Vanno bene turismo, servizi e l’export. Il motore dell’economia reale, quella che porta vera ricchezza e consente a un paese di impiantare un modello di crescita reale, il mondo della produzione vera e propria, è in sofferenza. Secondo Confindustria tutto è da addebitare ai trasporti mondiali di merci, ai costi energetici, e ai tassi ancora alti.
I dati sulla congiuntura offerti dal Centro studi Confindustria confermano un dibattito sulla realtà vera ancora inesistente. Non si discute sui nodi reali ma sul fatto che non si è votato il documento contro le violenze nei confronti degli LGBT, si dibatte sul dibattito tra Meloni e Schlein, si cincischia sugli arresti al governatore Toti dimenticando che quello stato di cose può fermare una delle voci più problematiche della sfera produttiva del nostro paese riguardante proprio “i trasporti mondiali di merci”.
Riflessione a parte meritano tassi e inflazione. I primi, tra aprile e maggio, hanno tenuto grazie al lavoro di Fed e Bce. In aprile l’inflazione bassa (+0,8%) fa da contrasto però all’Eurozona dove la discesa si è fermata (+2,4%).
Sempre sul tema dell’inflazione l’Unione tiene i tassi alti. Il petrolio a maggio ha conosciuto prezzi pari a 83 dollari al barile. Rincara il gas – 30euro/mwh a maggio.
Sul tema del credito ci sono meno prestiti per le imprese. Meno consumi e meno investimenti. IL declino più sensibile si è attestato a marzo. Male anche i servizi.
Ma cresce il turismo. Arrivano più stranieri nel nostro paese e chi vive in grandi città o a ridosso di punti di riferimento culturali internazionali se ne accorge in modo evidente. Quasi un riscatto dal periodo claustrale della pandemia. In termini di spesa corrente la crescita arriva al venti per cento – confrontata con lo scorso anno.
Ma, dicevamo, cala anche l’industria. Flessione dell’indice Rtt a marzo: -0.5%. Continua la tendenza negativa anche ad aprile. Migliorano le esportazioni, invece. Sull’importazione, invece, il prodotto interno lordo nel primo trimestre del 2024 ha conosciuto un forte calo, pari a -2,8% in volume. Un fatto che però aumenta il prodotto interno lordo e aumenta il saldo commerciale che arriva a +12,8 miliardi di euro.
Tutto questo determina maggior numero di posti di lavoro. Gli occupati sono al +0,2%. I numeri reali questo significa 133mila dipendenti a tempo indeterminato con aumento dello 0,8%. Sono diminuiti i temporanei di 72mila.
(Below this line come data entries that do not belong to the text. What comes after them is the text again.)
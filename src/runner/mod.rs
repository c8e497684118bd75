//! Statement-by-statement execution: render, bind, run in a transaction, report.
//!
//! Each statement gets its own transaction where the connection allows one, so a failure
//! only rolls back the statement that caused it.

mod options;
mod outcome;
mod stream;

pub use options::RunOptions;
pub use outcome::{ExecutionOutcome, ExecutionPath, StatementFailure, StatementSuccess};
pub use stream::{
    QueryStream, RunResults, run_queries, run_queries_stream, run_query_file, run_single,
    run_single_with_reporter, run_sql,
};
Stabili gli autonomi.
In questi andamenti è difficile stabilire l’influenza data dalla politica di governo e quanto invece sia totalmente indifferente, tanto che le cose vanno verso una direzione segnata senza che chiunque impegnato sugli scranni di Palazzo Chigi possa fare alcunché. Nella prima possibilità, quindi, l’influenza sarebbe discutibile, nella seconda nulla. Non si capirebbe, nel caso in cui chi governa avesse margine di azione reale sulle cose, perché la rinuncia a intervenire sui costi reali dati dall’energia che è il primo motore reale della produzione vera e propria. Diversamente avvalorando anche una tendenza alla diminuzione del valore della forza d’acquisto della moneta aumenta e di molto il turismo. Siamo tutti contenti.
Sono dati che però ci avvicinano ad un’economia arretrata, balcanica (come un tempo era intesa), non un’economia moderna. E sul recuperare un ruolo da parte da quelle che erano le nostre roccaforti della produzione dovremmo concentrarci attentamente.